This article explains how to calculate an area-weighted average for lighting, equipment, and people per square foot for a building.
When should I use an area-weighted average for building inputs?
Various factors like lighting and equipment loads vary according to the space functions. In order to account for each factor accurately, it's important to consider the weightage of each factor value based on the size of the space they are applied for. For example, if there is a large-sized auditorium in a building along with a few washrooms and a small office, the factor values for the whole building must be inclined towards the requirements of the auditorium rather than the small office in order to get a clear picture of that particular building. Since cove.tool primary energy simulation is a single zone model, the tool requires a single' whole building variable for each input. To account for zones with multiple products and strategies users will need to simplify these using area-weighted averages.
The weighted average is calculated by taking the summation of "the product of the weights times the data number" divided by "the sum of the weights". If all the weights are same, weighted average is equivalent to the average. The final value, therefore, is a single number representing a list of numbers.
For example, if a student scores 3/5 in assignment 1 which accounts for 30 percent of the total grade and 5/5 in assignment 2 which accounts for 70 percent. The student’s total grade will be the weighted average of the two assignment score as follows.
(30 x 3 + 70 x 5) / (30+70) = (0.3 x 3 + 0.7 x 5) = 4.4 (Higher than the average (=4))
Calculating area-weighted averages for building inputs
Lighting Power Density (LPD)
When the area of the rooms in the building are same, the weighted average will be equal to the mean of the three LPD's. Thus, can be calculated as follows:
LPD = (1.2 + 0.95 + 1.5) / 3 = 1.217
When rooms are unequal in size, to get the average LPD for the entire building, you will need to calculate the area-weighted average. It can be calculated as follows:
//Step 1 would be to calculate the area of the rooms
Room 1 area = 15.5 x 11 = 170.5
Room 2 area = 7.5 x 11 = 82.5
Room 3 area = 13 x 11 = 143
Total area = 396
//Step 2 is calculating the room area ratios
Room Area Ratio = Area of the room/Total area of the building
Room 1 area ratio = 170.5/396 = 0.431
Room 2 area ratio = 82.5/396 = 0.208
Room 3 area ratio = 143/396 = 0.361
//Step 3 is calculating the area weighted average LPD
LPD = Room 1 Area Ratio x LPD 1 + Room 2 Area Ratio x LPD 2 + Room 3
Area Ratio x LPD 3
= 0.431 x 1.2 + 0.208 x 0.95 + 0.361 x 1.5
Equipment load often varies in a building according to different space functions like storage, office, corridors, auditorium. Here is how an area-weighted average for equipment/appliance power density can be calculated for an area with two office spaces and a storage area.
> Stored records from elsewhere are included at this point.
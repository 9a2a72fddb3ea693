use crate::KvoError;

bitflags::bitflags! {
    /// Selects which values an observer captures and receives.
    ///
    /// An observer without [`ObservingOptions::OLD`] always receives `None` as
    /// the old value, and one without [`ObservingOptions::NEW`] always receives
    /// `None` as the new value. The callback still fires either way.
    #[derive(Debug, Clone, Copy, PartialEq, Eq, Hash, Default)]
    pub struct ObservingOptions: u32 {
        /// Capture the value after the change (in `did_change`).
        const NEW = 1 << 0;
        /// Capture the value before the change (in `will_change`).
        const OLD = 1 << 1;
    }
}

impl ObservingOptions {
    pub(crate) const fn wants_new(self) -> bool {
        self.contains(Self::NEW)
    }

    pub(crate) const fn wants_old(self) -> bool {
        self.contains(Self::OLD)
    }
}

impl TryFrom<u32> for ObservingOptions {
    type Error = KvoError;

    /// Validates raw option bits, rejecting anything outside `NEW | OLD`.
    fn try_from(bits: u32) -> Result<Self, Self::Error> {
        Self::from_bits(bits).ok_or(KvoError::UnknownOptionBits { bits })
    }
}
//! # KVO Registry
//!
//! Key-value observing for Rust objects: register interest in a named property
//! of an observable and get a synchronous callback with its old and new value
//! whenever it changes.
//!
//! The observable owns a [`Registry`] and brackets every mutation with
//! [`Registry::will_change`] and [`Registry::did_change`]. Each registered
//! [`Observer`] whose key matches captures the values requested by its
//! [`ObservingOptions`] and is called back in registration order.
//!
//! ## Quick Start
//!
//! ```rust
//! use kvo_registry::{kvo_setter, KeyValueObserving, Observer, ObservingOptions, Registry};
//! use std::cell::Cell;
//! use std::rc::Rc;
//!
//! struct Object {
//!     value: Cell<i32>,
//!     kvo: Registry<Object, i32, &'static str>,
//! }
//!
//! impl KeyValueObserving for Object {
//!     type Value = i32;
//!     type Context = &'static str;
//!
//!     fn kvo(&self) -> &Registry<Self, i32, &'static str> {
//!         &self.kvo
//!     }
//! }
//!
//! impl Object {
//!     kvo_setter! {
//!         pub fn set_value(value: i32) => "value";
//!     }
//! }
//!
//! let object = Rc::new_cyclic(|me| Object {
//!     value: Cell::new(0),
//!     kvo: Registry::new(me.clone()),
//! });
//!
//! let observer = Observer::new(
//!     "value",
//!     ObservingOptions::OLD | ObservingOptions::NEW,
//!     "main",
//!     |o: &Object| o.value.get(),
//!     |_object, old, new, key, context| {
//!         println!("{context}: {key} changed from {old:?} to {new:?}");
//!     },
//! );
//!
//! object.add_observer(&observer);
//! object.set_value(2)?; // main: value changed from Some(0) to Some(2)
//! object.remove_observer(&observer);
//! # Ok::<(), kvo_registry::KvoError>(())
//! ```
//!
//! ## Features
//!
//! - **Synchronous**: callbacks run inline on the mutating thread
//! - **Shared observers**: one [`Observer`] can be registered many times, on many registries
//! - **Typed values**: getters return a caller-chosen value type, often an enum of properties
//! - **Tracing support**: per-registry trace callback plus `tracing` logs
//!
//! ## Main Types
//!
//! - [`Observer`] - One subscription: key, options, context, getter and callback
//! - [`Registry`] - The observers registered on one observable, and the notification protocol
//! - [`KeyValueObserving`] - Trait for observables embedding a registry
//! - [`kvo_setter!`] - Generates bracketing setters
//! - [`KvoEvent`] - Events delivered to the trace callback

#[macro_use]
mod macros;
mod observer;
mod options;
mod registry;
mod registry_error;
mod registry_event;
mod registry_trait;

pub use observer::{Callback, Getter, Observer};
pub use options::ObservingOptions;
pub use registry::{Registry, TraceCallback};
pub use registry_error::KvoError;
pub use registry_event::KvoEvent;
pub use registry_trait::{KeyValueObserving, ObserverFor};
Equipment Power Density (EPD) = Room 1 Area Ratio x EPD 1 + Room 2 Area Ratio x
EPD 2 + Room 3 Area Ratio x EPD 3
= 0.431 x 0.75 + 0.208 x 0.10 + 0.361 x 0.75
People per square foot
Similar to LPD and Equipment loads, the function of a space determines people per square foot. For a standing space, the area required for a person would be less as compared to an office which requires a workstation for each employee. Thus, the average number of people per square foot can be calculated in a similar way.
People per square foot = Room 1 Area Ratio x P/sq. ft. 1 + Room 2 Area Ratio x
P/sq. ft. 2 + Room 3 Area Ratio x P/sq. ft. 3
= 0.431 x 0.02 + 0.208 x 0.005 + 0.361 x 0.003
It can be seen that since the area for Room 1 was more along with the person per sq. ft. value, the average value is more inclined towards the same which wouldn't have been the case if Room 2 had 0.02 person/sq. foot. This shows the importance of area-weighted averages.
Envelope & Window-to-Wall Ratio
The same area-weighted average principle can be applied to envelop properties. If your building envelope has multiple walls and glazing products and cove.tool only allows for a single input factor for the entire building, then calculate the whole building R-value, U-value, and SHGC value for each category. This does not apply to VT%, instead, users would model geometry in front of glazing as explained in the Frit Patterns analysis article.
User's can also calculate their window-to-wall ratio (WWR%) using the area-weighted-average method. Using cove.tool's manual inputs on the geometry page, user's can calculate WWR% using either of the following methods.
WWR% = Total Glazing Area (sq. ft.) / Total Exterior Wall Area (sq. ft.)
WWR% = ( (N. Exterior Wall Area (sq.ft.) x N. WWR%) + (S. Exterior Wall Area (sq.ft.) x S. WWR%) + (E. Exterior Wall Area (sq.ft.) x E. WWR%) + (W. Exterior Wall Area (sq.ft.) x W. WWR%) ) / Total Exterior Wall Area (sq. ft.)